Она отыскала для них тапочки.
— Кто не хочет снимать обувь, пусть не снимает. Я было попыталась с первого дня ввести такой порядок, но все равно наши гости привыкли снимать обувь у порога. Этакие русские японцы средней полосы.
— С одной лишь разницей, — наконец очнулась для разговора и Наташа, — японцы оставляют свою обувь снаружи.
— Да, у нас оставь! — засмеялась Любавина. — А выходя, найдешь ли? Скорее всего придется босиком идти. Проходите, гости дорогие, сейчас я вас кормить буду.
— Неудобно, столько беспокойства, — попробовала запротестовать Наташа.
Хозяйка шутливо хмыкнула:
— Никакого беспокойства! Меня вообще трудно напугать неожиданным визитом. Между прочим, я маэстро по приготовлению полуфабрикатов, которые в случае чего — раз, и на сковороду! Если кто интересуется, за столом могу поделиться секретами.
— Но хоть помочь-то мы можем? — подала голос Стася.
— Можете. Одна из вас идет в ванную, сполоснуться с дороги, а другая накрывает стол скатертью и режет хлеб, пока я бросаю на сковородку отбивные и быстренько перемешиваю компоненты салата.
— Иди ты, Стасенька, первая, — распорядилась Наташа, — а потом уж я.
Людмила и в самом деле ухитрялась делать сразу несколько дел: одной рукой укладывала на сковороду отбивные, а другой доставала из кухонного шкафа полотенце.
Зазвонил телефон, и она положила трубку на плечо, придерживая ухом, разговаривала с мужем, не переставая готовить ужин.
— Толя, — говорила она, — ты скоро освободишься? Нет, милый, столько мы ждать не можем. Кто мы? О, ты ни за что не догадаешься. У нас гости с юга. Да, Наташа с подругой, а ты откуда узнал? И правда, попробуй в нашем городе что-нибудь скрыть! Ты все же поторопись…
И сказала уже Наташе:
— Анатолия ждать не будем. Пока мы со Стасей накроем на стол, ты успеешь принять душ…
Договорить она не успела. В квартиру кто-то позвонил, а потом в дверь, словно не доверяя звонку, постучали. Вернее, ударили. Ладонью. Два раза.
— Иду! — крикнула в пространство Любавина, поспешно вытирая руки о фартук.
Наташе отчего-то стало тревожно, и она пошла к двери следом за Людмилой. Та открыла дверь и отступила в сторону. На пороге возник человек.
Встреть его Наташа на улице, наверное, не узнала бы, так изменился Валентин.
На нем была надета выгоревшая дырявая футболка, из-под которой выглядывала несвежая майка воздушного десантника, полосатая, светло-голубая. Прежде Пальчевский ничего такого не носил.
На лице его, обычно гладко выбритом, чернела многодневная щетина. Глаза, когда-то светлые и ясные, теперь казались блеклыми пятнами, размазанными на холсте неумелым художником.
Любавина переводила взгляд с Наташи на Валентина, словно боялась упустить момент, когда ей придется вмешаться, и наконец спохватилась:
— Заходите, Валентин Николаевич.
— Да я уже вроде и так зашел, — криво усмехнулся он, подчеркнуто глядя только на Людмилу. — Маргарита сказала, у вас гости, Людмила Афанасьевна.
Он посмотрел не на Наташу, а куда-то поверх ее головы.
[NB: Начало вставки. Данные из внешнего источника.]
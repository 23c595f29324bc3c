pub mod planner;
pub mod span;

use chrono::Duration;

use crate::error::AppError;

/// Parses a span literal such as `"24h"` or `"90m"` into a `chrono::Duration`,
/// rejecting anything `humantime` can't read as invalid argument rather than
/// a panic.
pub fn parse_span_literal(literal: &str) -> Result<Duration, AppError> {
    let std_duration = humantime::parse_duration(literal)
        .map_err(|e| AppError::InvalidArgument(format!("invalid duration {literal:?}: {e}")))?;
    Duration::from_std(std_duration)
        .map_err(|_| AppError::InvalidArgument(format!("duration {literal:?} out of range")))
}

#[cfg(test)]
mod tests {
    use super::*;

    #[test]
    fn parses_hour_literal() {
        assert_eq!(parse_span_literal("24h").unwrap(), Duration::hours(24));
    }

    #[test]
    fn rejects_garbage() {
        assert!(parse_span_literal("banana").is_err());
    }
}
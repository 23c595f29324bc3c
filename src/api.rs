use std::sync::Arc;

use axum::extract::{Host, Path, Query, State};
use axum::http::{header, HeaderValue, StatusCode};
use axum::response::Html;
use axum::routing::get;
use axum::{Json, Router};
use serde::{Deserialize, Serialize};
use tower_http::cors::{Any, CorsLayer};
use tower_http::services::ServeDir;
use tower_http::set_header::SetResponseHeaderLayer;
use tracing::{debug, instrument};
use utoipa::ToSchema;

use crate::almanac::AlmanacCache;
use crate::config::Config;
use crate::db::{AlmanacEntry, Device};
use crate::error::AppError;
use crate::latest::{LatestReading, LatestReadingFetcher};
use crate::query::parse_span_literal;
use crate::query::span::{SpanFetcher, WeatherReadingDto};
use crate::site::SiteRegistry;
use crate::snow::{SnowCacheController, SnowReading};

#[derive(Clone)]
pub struct AppState {
    pub sites: Arc<SiteRegistry>,
    pub spans: Arc<SpanFetcher>,
    pub latest: Arc<LatestReadingFetcher>,
    pub almanac: Arc<AlmanacCache>,
    pub snow: Arc<SnowCacheController>,
    pub config: Arc<Config>,
}

#[derive(Debug, Deserialize)]
struct StationQuery {
    station: String,
}

#[derive(Debug, Serialize, ToSchema)]
struct StationInfo {
    site_id: String,
    hostname: Option<String>,
    is_portal: bool,
    primary_device: Option<Device>,
}

/// Per-request site resolution: lowercase/strip-port the `Host` header, look
/// the site up, fall back to the default site. A request from localhost
/// against an unconfigured registry gets a permissive stand-in site instead
/// of a 503, so a bare `cargo run` with no sites loaded still serves locally.
fn resolve_site(state: &AppState, host: &str) -> Result<crate::db::Site, AppError> {
    let snapshot = state.sites.current();
    if snapshot.is_empty() {
        if crate::site::is_localhost(host) {
            return Ok(local_dev_site());
        }
        return Err(AppError::ConfigUnconfigured);
    }
    snapshot.resolve(host).cloned().ok_or(AppError::ConfigUnconfigured)
}

fn local_dev_site() -> crate::db::Site {
    crate::db::Site {
        id: "local".to_string(),
        hostname: None,
        device_id: None,
        snow_enabled: true,
        snow_device_name: None,
        snow_base_distance: None,
        forecast_provider_enabled: false,
        is_portal: false,
        tls_cert_path: None,
        tls_key_path: None,
    }
}

pub fn create_router(state: AppState) -> Router {
    let data_routes = Router::new()
        .route("/span/{duration}", get(get_span))
        .route("/latest", get(get_latest))
        .route("/snow", get(get_snow))
        .route("/almanac", get(get_almanac))
        .route("/forecast/{hours}", get(get_forecast))
        .route("/stationinfo", get(get_stationinfo))
        .route("/api/stations", get(get_stations))
        .route("/api/remote-stations", get(get_remote_stations))
        .layer(CorsLayer::new().allow_origin(Any).allow_methods(Any))
        .with_state(state.clone());

    let html_routes = Router::new()
        .route("/", get(index))
        .route("/portal", get(portal))
        .route("/privacy", get(privacy))
        .route("/support", get(support))
        .route("/api-docs/openapi.json", get(openapi_spec))
        .route("/docs", get(redoc_ui));

    let mut router = Router::new().merge(data_routes).merge(html_routes);

    if let Ok(assets_dir) = std::env::var("REMOTEWEATHER_RESTSERVER_ASSETS_DIR") {
        let fonts = Router::new()
            .nest_service("/fonts", ServeDir::new(format!("{assets_dir}/fonts")))
            .layer(SetResponseHeaderLayer::overriding(
                header::CACHE_CONTROL,
                HeaderValue::from_static("public, max-age=31536000, immutable"),
            ));
        router = router.merge(fonts);
    } else {
        debug!("REMOTEWEATHER_RESTSERVER_ASSETS_DIR not set, /fonts/* is disabled");
    }

    router
}

#[derive(utoipa::OpenApi)]
#[openapi(
    paths(get_span, get_latest, get_snow, get_almanac, get_stationinfo, get_stations, get_remote_stations),
    components(schemas(WeatherReadingDto, LatestReading, SnowReading, AlmanacEntry, Device, StationInfo)),
    tags(
        (name = "weather", description = "Tiered span, latest-reading, and almanac queries"),
        (name = "snow", description = "Snow depth and accumulation readings"),
        (name = "sites", description = "Site and device metadata")
    ),
    info(
        title = "Weather Telemetry Core API",
        version = "0.1.0",
        description = "Multi-tenant weather telemetry REST surface"
    )
)]
struct ApiDoc;

/// Generate the OpenAPI specification
pub fn generate_openapi_spec() -> utoipa::openapi::OpenApi {
    ApiDoc::openapi()
}

async fn openapi_spec() -> Json<utoipa::openapi::OpenApi> {
    Json(generate_openapi_spec())
}

async fn redoc_ui() -> Html<&'static str> {
    Html(
        r#"<!DOCTYPE html>
<html>
<head>
    <title>Weather Telemetry Core API</title>
    <meta charset="utf-8"/>
    <meta name="viewport" content="width=device-width, initial-scale=1">
</head>
<body>
    <redoc spec-url='/api-docs/openapi.json'></redoc>
    <script src="https://cdn.redoc.ly/redoc/latest/bundles/redoc.standalone.js"> </script>
</body>
</html>"#,
    )
}

async fn index() -> Html<&'static str> {
    Html("<!DOCTYPE html><html><body><h1>Weather Telemetry Core</h1></body></html>")
}

async fn portal() -> Html<&'static str> {
    Html("<!DOCTYPE html><html><body><h1>Station Portal</h1></body></html>")
}

async fn privacy() -> Html<&'static str> {
    Html("<!DOCTYPE html><html><body><h1>Privacy Policy</h1></body></html>")
}

async fn support() -> Html<&'static str> {
    Html("<!DOCTYPE html><html><body><h1>Support</h1></body></html>")
}

#[utoipa::path(
    get,
    path = "/span/{duration}",
    tag = "weather",
    params(
        ("duration" = String, Path, description = "Span literal, e.g. \"24h\""),
        ("station" = String, Query, description = "Station name")
    ),
    responses(
        (status = 200, description = "Tiered span of readings", body = [WeatherReadingDto]),
        (status = 400, description = "Invalid duration or unknown station")
    )
)]
#[instrument(skip(state), fields(station = %q.station, duration = %duration))]
async fn get_span(
    State(state): State<AppState>,
    Host(host): Host,
    Path(duration): Path<String>,
    Query(q): Query<StationQuery>,
) -> Result<Json<Vec<WeatherReadingDto>>, AppError> {
    let site = resolve_site(&state, &host)?;
    let span = parse_span_literal(&duration)?;
    let base_distance_mm = if site.snow_enabled { site.snow_base_distance } else { None };
    let rows = state.spans.fetch(&q.station, span, base_distance_mm).await?;
    Ok(Json(rows))
}

#[utoipa::path(
    get,
    path = "/latest",
    tag = "weather",
    params(("station" = String, Query, description = "Station name")),
    responses(
        (status = 200, description = "Most recent reading, augmented with totals", body = LatestReading),
        (status = 404, description = "No reading within the freshness window")
    )
)]
#[instrument(skip(state), fields(station = %q.station))]
async fn get_latest(
    State(state): State<AppState>,
    Host(host): Host,
    Query(q): Query<StationQuery>,
) -> Result<Json<LatestReading>, AppError> {
    resolve_site(&state, &host)?;
    let reading = state.latest.fetch(&q.station).await?;
    Ok(Json(reading))
}

#[utoipa::path(
    get,
    path = "/snow",
    tag = "snow",
    params(("station" = String, Query, description = "Station name")),
    responses((status = 200, description = "Snow depth and accumulation totals", body = SnowReading))
)]
#[instrument(skip(state), fields(station = %q.station))]
async fn get_snow(
    State(state): State<AppState>,
    Host(host): Host,
    Query(q): Query<StationQuery>,
) -> Result<Json<SnowReading>, AppError> {
    let site = resolve_site(&state, &host)?;
    let base_distance_mm = site.snow_base_distance.unwrap_or(0.0);
    let reading = state.snow.current_reading(&q.station, base_distance_mm).await?;
    Ok(Json(reading))
}

#[utoipa::path(
    get,
    path = "/almanac",
    tag = "weather",
    params(("station" = String, Query, description = "Station name")),
    responses((status = 200, description = "All-time per-metric extremes", body = [AlmanacEntry]))
)]
#[instrument(skip(state), fields(station = %q.station))]
async fn get_almanac(
    State(state): State<AppState>,
    Host(host): Host,
    Query(q): Query<StationQuery>,
) -> Result<Json<Vec<AlmanacEntry>>, AppError> {
    resolve_site(&state, &host)?;
    let entries = state.almanac.read(&q.station).await?;
    Ok(Json(entries))
}

/// Forecast pass-through, reachable only for sites with a forecast provider
/// configured. The provider integration itself is out of scope; this returns
/// the envelope a real provider would fill in.
#[instrument(skip(state))]
async fn get_forecast(
    State(state): State<AppState>,
    Host(host): Host,
    Path(hours): Path<u32>,
) -> Result<Json<serde_json::Value>, StatusCode> {
    let site = resolve_site(&state, &host).map_err(|_| StatusCode::SERVICE_UNAVAILABLE)?;
    if !site.forecast_provider_enabled {
        return Err(StatusCode::NOT_FOUND);
    }
    Ok(Json(serde_json::json!({ "hours": hours, "periods": [] })))
}

#[utoipa::path(
    get,
    path = "/stationinfo",
    tag = "sites",
    responses((status = 200, description = "Resolved site and primary device", body = StationInfo))
)]
#[instrument(skip(state))]
async fn get_stationinfo(State(state): State<AppState>, Host(host): Host) -> Result<Json<StationInfo>, AppError> {
    let site = resolve_site(&state, &host)?;
    let snapshot = state.sites.current();
    let primary_device = snapshot.primary_device(&site).cloned();
    Ok(Json(StationInfo {
        site_id: site.id,
        hostname: site.hostname,
        is_portal: site.is_portal,
        primary_device,
    }))
}

#[utoipa::path(
    get,
    path = "/api/stations",
    tag = "sites",
    responses((status = 200, description = "This site's device(s)", body = [Device]))
)]
#[instrument(skip(state))]
async fn get_stations(State(state): State<AppState>, Host(host): Host) -> Result<Json<Vec<Device>>, AppError> {
    let site = resolve_site(&state, &host)?;
    let snapshot = state.sites.current();
    Ok(Json(snapshot.primary_device(&site).cloned().into_iter().collect()))
}

#[utoipa::path(
    get,
    path = "/api/remote-stations",
    tag = "sites",
    responses((status = 200, description = "Devices belonging to other sites", body = [Device]))
)]
#[instrument(skip(state))]
async fn get_remote_stations(State(state): State<AppState>, Host(host): Host) -> Result<Json<Vec<Device>>, AppError> {
    let site = resolve_site(&state, &host)?;
    let snapshot = state.sites.current();
    let primary_id = snapshot.primary_device(&site).map(|d| d.id.clone());
    let remote: Vec<Device> = snapshot
        .all_devices()
        .filter(|d| Some(&d.id) != primary_id.as_ref())
        .cloned()
        .collect();
    Ok(Json(remote))
}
Любавина с сожалением взглянула на него и согласно кивнула:
— У меня в гостях Наташа Рудина.
— Это та, которая работала на фабрике технологом?
Теперь он смотрел на Наташу, но не фокусируя на ней взгляд, а как бы сквозь нее.
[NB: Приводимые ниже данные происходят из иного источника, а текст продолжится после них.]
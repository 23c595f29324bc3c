//! Hostname Router & TLS Demux: maps a `Host` header or TLS SNI name to a
//! [`Site`], scopes a request to that site's devices, and resolves the TLS
//! certificate pair for a given SNI name.
//!
//! The site/device configuration itself lives in an external store; this
//! module only consumes it through the narrow [`SiteConfigStore`] trait and
//! holds the loaded result in a reload-capable registry -- one-way ownership,
//! atomic pointer swap on reload.

use std::collections::HashMap;
use std::sync::{Arc, RwLock};

use async_trait::async_trait;

use crate::db::{Device, Site};
use crate::error::AppError;

/// Narrow interface onto the external configuration store. Production wires
/// this to whatever store holds the real site/device records; tests and
/// local runs use [`InMemorySiteConfigStore`].
#[async_trait]
pub trait SiteConfigStore: Send + Sync {
    async fn load_sites(&self) -> Result<Vec<Site>, AppError>;
    async fn load_devices(&self) -> Result<Vec<Device>, AppError>;
}

/// A fixed, in-memory implementation for tests and local development.
#[derive(Debug, Clone, Default)]
pub struct InMemorySiteConfigStore {
    sites: Vec<Site>,
    devices: Vec<Device>,
}

impl InMemorySiteConfigStore {
    pub fn new(sites: Vec<Site>, devices: Vec<Device>) -> Self {
        Self { sites, devices }
    }
}

#[async_trait]
impl SiteConfigStore for InMemorySiteConfigStore {
    async fn load_sites(&self) -> Result<Vec<Site>, AppError> {
        Ok(self.sites.clone())
    }

    async fn load_devices(&self) -> Result<Vec<Device>, AppError> {
        Ok(self.devices.clone())
    }
}

/// A consistent, point-in-time view of sites and devices: `hostname -> Site`,
/// `site.id -> [Device]`, plus the designated default site.
pub struct SiteRegistrySnapshot {
    by_hostname: HashMap<String, Site>,
    devices_by_site: HashMap<String, Vec<Device>>,
    devices_by_name: HashMap<String, Device>,
    default_site: Option<Site>,
}

impl SiteRegistrySnapshot {
    fn build(sites: Vec<Site>, devices: Vec<Device>) -> Self {
        let mut devices_by_site: HashMap<String, Vec<Device>> = HashMap::new();
        let mut devices_by_name: HashMap<String, Device> = HashMap::new();
        for device in devices {
            devices_by_name.insert(device.name.clone(), device.clone());
            // Devices aren't explicitly site-scoped in the data model;
            // scoping happens through `site.device_id`.
            devices_by_site.entry(device.id.clone()).or_default().push(device);
        }

        let default_site = sites
            .iter()
            .find(|s| s.hostname.is_none())
            .or_else(|| sites.first())
            .cloned();

        let by_hostname = sites
            .into_iter()
            .filter_map(|s| s.hostname.clone().map(|h| (normalize_host(&h), s)))
            .collect();

        Self {
            by_hostname,
            devices_by_site,
            devices_by_name,
            default_site,
        }
    }

    /// Resolve a `Host` header (or SNI name) to a site, falling back to the
    /// default site when there's no exact match.
    pub fn resolve(&self, host: &str) -> Option<&Site> {
        let normalized = normalize_host(host);
        self.by_hostname.get(&normalized).or(self.default_site.as_ref())
    }

    /// The primary device for a site, via `site.device_id`.
    pub fn primary_device(&self, site: &Site) -> Option<&Device> {
        let device_id = site.device_id.as_ref()?;
        self.devices_by_site.get(device_id).and_then(|v| v.first())
    }

    /// Whether `stationname` names a known device.
    pub fn has_station(&self, stationname: &str) -> bool {
        self.devices_by_name.contains_key(stationname)
    }

    pub fn device_by_name(&self, name: &str) -> Option<&Device> {
        self.devices_by_name.get(name)
    }

    /// Every known device, for the station-discovery endpoints
    /// (`/stationinfo`, `/api/stations`, `/api/remote-stations`).
    pub fn all_devices(&self) -> impl Iterator<Item = &Device> {
        self.devices_by_name.values()
    }

    pub fn is_empty(&self) -> bool {
        self.by_hostname.is_empty() && self.default_site.is_none()
    }

    /// TLS certificate paths for an SNI name: exact match first, then
    /// `*.suffix` wildcard entries by suffix, then the first configured
    /// certificate.
    pub fn tls_cert_for_sni(&self, sni: &str) -> Option<(&str, &str)> {
        let normalized = normalize_host(sni);
        if let Some(site) = self.by_hostname.get(&normalized) {
            if let (Some(cert), Some(key)) = (&site.tls_cert_path, &site.tls_key_path) {
                return Some((cert, key));
            }
        }
        for (hostname, site) in &self.by_hostname {
            if let Some(suffix) = hostname.strip_prefix("*.") {
                if normalized.ends_with(suffix) {
                    if let (Some(cert), Some(key)) = (&site.tls_cert_path, &site.tls_key_path) {
                        return Some((cert, key));
                    }
                }
            }
        }
        self.by_hostname.values().find_map(|s| match (&s.tls_cert_path, &s.tls_key_path) {
            (Some(c), Some(k)) => Some((c.as_str(), k.as_str())),
            _ => None,
        })
    }
}

/// Lowercase a `Host` header and strip a trailing `:port`.
pub fn normalize_host(host: &str) -> String {
    let without_port = host.split(':').next().unwrap_or(host);
    without_port.to_ascii_lowercase()
}

/// Whether the request's peer address counts as localhost, for the "no sites
/// configured" escape hatch.
pub fn is_localhost(addr: &str) -> bool {
    let host = addr.split(':').next().unwrap_or(addr);
    host == "127.0.0.1" || host == "::1" || host == "localhost"
}

/// Reload-capable registry: readers always see a fully-consistent pre- or
/// post-reload snapshot via a single `Arc` swap.
pub struct SiteRegistry {
    store: Arc<dyn SiteConfigStore>,
    snapshot: RwLock<Arc<SiteRegistrySnapshot>>,
}

impl SiteRegistry {
    pub async fn load(store: Arc<dyn SiteConfigStore>) -> Result<Self, AppError> {
        let snapshot = Self::build_snapshot(store.as_ref()).await?;
        Ok(Self {
            store,
            snapshot: RwLock::new(Arc::new(snapshot)),
        })
    }

    async fn build_snapshot(store: &dyn SiteConfigStore) -> Result<SiteRegistrySnapshot, AppError> {
        let sites = store.load_sites().await?;
        let devices = store.load_devices().await?;
        Ok(SiteRegistrySnapshot::build(sites, devices))
    }

    /// Atomically replace the snapshot; in-flight requests keep the `Arc`
    /// they already cloned.
    pub async fn reload(&self) -> Result<(), AppError> {
        let fresh = Self::build_snapshot(self.store.as_ref()).await?;
        let mut guard = self.snapshot.write().expect("site registry lock poisoned");
        *guard = Arc::new(fresh);
        Ok(())
    }

    pub fn current(&self) -> Arc<SiteRegistrySnapshot> {
        self.snapshot.read().expect("site registry lock poisoned").clone()
    }
}

#[cfg(test)]
mod tests {
    use super::*;

    fn site(id: &str, hostname: Option<&str>, device_id: Option<&str>) -> Site {
        Site {
            id: id.to_string(),
            hostname: hostname.map(|h| h.to_string()),
            device_id: device_id.map(|d| d.to_string()),
            snow_enabled: false,
            snow_device_name: None,
            snow_base_distance: None,
            forecast_provider_enabled: false,
            is_portal: false,
            tls_cert_path: None,
            tls_key_path: None,
        }
    }

    fn device(id: &str, name: &str) -> Device {
        Device {
            id: id.to_string(),
            name: name.to_string(),
            device_type: "davis".to_string(),
            enabled: true,
            latitude: None,
            longitude: None,
            altitude: None,
            base_snow_distance: None,
        }
    }

    #[test]
    fn resolves_exact_hostname() {
        let snapshot = SiteRegistrySnapshot::build(
            vec![site("a", Some("weather.example.com"), Some("d1"))],
            vec![device("d1", "CSI")],
        );
        let resolved = snapshot.resolve("Weather.Example.com:443").unwrap();
        assert_eq!(resolved.id, "a");
    }

    #[test]
    fn falls_back_to_default_site() {
        let snapshot = SiteRegistrySnapshot::build(vec![site("a", None, Some("d1"))], vec![]);
        let resolved = snapshot.resolve("unknown.example.com").unwrap();
        assert_eq!(resolved.id, "a");
    }

    #[test]
    fn wildcard_sni_matches_by_suffix() {
        let mut wildcard = site("a", Some("*.example.com"), None);
        wildcard.tls_cert_path = Some("/certs/wild.pem".into());
        wildcard.tls_key_path = Some("/certs/wild.key".into());
        let snapshot = SiteRegistrySnapshot::build(vec![wildcard], vec![]);
        assert_eq!(
            snapshot.tls_cert_for_sni("weather.example.com"),
            Some(("/certs/wild.pem", "/certs/wild.key"))
        );
    }

    #[test]
    fn has_station_checks_device_name() {
        let snapshot = SiteRegistrySnapshot::build(vec![], vec![device("d1", "CSI")]);
        assert!(snapshot.has_station("CSI"));
        assert!(!snapshot.has_station("UNKNOWN"));
    }
}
— Говорили, перед отъездом она продала квартиру… со всем содержимым.
Он сказал это без вопроса, а просто констатируя как факт, усмехнулся, словно самому себе, и переступил с ноги на ногу.
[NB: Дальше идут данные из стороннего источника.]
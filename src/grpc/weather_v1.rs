//! `WeatherV1`: the raw-schema gRPC service. Forwarders push readings here;
//! readers get back bare `WeatherReading`s with no computed channels.

use std::pin::Pin;

use futures::{Stream, StreamExt};
use tonic::{Request, Response, Status, Streaming};
use tracing::{info, instrument, warn};

use super::proto::weather_v1_server::WeatherV1;
use super::proto::{Ack, SpanRequest, StationRequest, WeatherReading, WeatherSpan};
use super::{bucket_reading_to_proto, proto_to_reading, reading_to_proto, require_known_station, GrpcState};
use crate::query::parse_span_literal;

pub struct WeatherV1Service {
    state: GrpcState,
}

impl WeatherV1Service {
    pub fn new(state: GrpcState) -> Self {
        Self { state }
    }
}

#[tonic::async_trait]
impl WeatherV1 for WeatherV1Service {
    /// Ingests a client stream, validating the station name on every message
    /// and acknowledging on `CloseAndRecv`.
    #[instrument(skip(self, request))]
    async fn send_weather_readings(
        &self,
        request: Request<Streaming<WeatherReading>>,
    ) -> Result<Response<Ack>, Status> {
        let mut stream = request.into_inner();
        let mut accepted = 0u32;

        while let Some(msg) = stream.next().await {
            let msg = msg?;
            require_known_station(&self.state.sites, &msg.stationname)?;
            let reading = proto_to_reading(msg)?;

            match self.state.weather.insert_reading(&reading).await {
                Ok(()) => accepted += 1,
                Err(e) => warn!(station = %reading.stationname, error = %e, "failed to persist ingested reading"),
            }
        }

        info!(accepted, "gRPC intake stream closed");
        Ok(Response::new(Ack { accepted }))
    }

    #[instrument(skip(self, request))]
    async fn get_weather_span(&self, request: Request<SpanRequest>) -> Result<Response<WeatherSpan>, Status> {
        let req = request.into_inner();
        require_known_station(&self.state.sites, &req.stationname)?;
        let span = parse_span_literal(&req.duration)?;

        let rows = self
            .state
            .planner
            .fetch_span(&req.stationname, span, None)
            .await
            .map_err(Into::<Status>::into)?;

        let readings = rows.into_iter().map(bucket_reading_to_proto).collect();
        Ok(Response::new(WeatherSpan { readings }))
    }

    #[instrument(skip(self, request))]
    async fn get_latest_reading(&self, request: Request<StationRequest>) -> Result<Response<WeatherReading>, Status> {
        let req = request.into_inner();
        require_known_station(&self.state.sites, &req.stationname)?;

        let reading = self
            .state
            .weather
            .find_latest(&req.stationname)
            .await
            .map_err(|e| Status::internal(e.to_string()))?
            .ok_or_else(|| Status::not_found("no readings available"))?;

        Ok(Response::new(reading_to_proto(reading)))
    }

    type GetLiveWeatherStream = Pin<Box<dyn Stream<Item = Result<WeatherReading, Status>> + Send + 'static>>;

    /// Server-streaming pump: strictly monotonic `time`, no heartbeat on
    /// no-advance, per-poll errors logged and never fatal.
    #[instrument(skip(self, request))]
    async fn get_live_weather(
        &self,
        request: Request<StationRequest>,
    ) -> Result<Response<Self::GetLiveWeatherStream>, Status> {
        let req = request.into_inner();
        require_known_station(&self.state.sites, &req.stationname)?;

        let stream = self
            .state
            .pump
            .subscribe(req.stationname)
            .map(|reading| Ok(reading_to_proto(reading)));

        Ok(Response::new(Box::pin(stream)))
    }
}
— Если ты имеешь в виду вещи, то это правда, — наконец подала голос Наташа.
— Естественно, вещи. — Он вперил в нее тяжелый пьяный взгляд. — Не могла же ты продать человека. У нас в стране люди не продаются. Официально.
— То, что тебе сказали, неправда, — мягко и спокойно проговорила Наташа, хотя внутри у нее все дрожало; деградация Валентина ее откровенно пугала.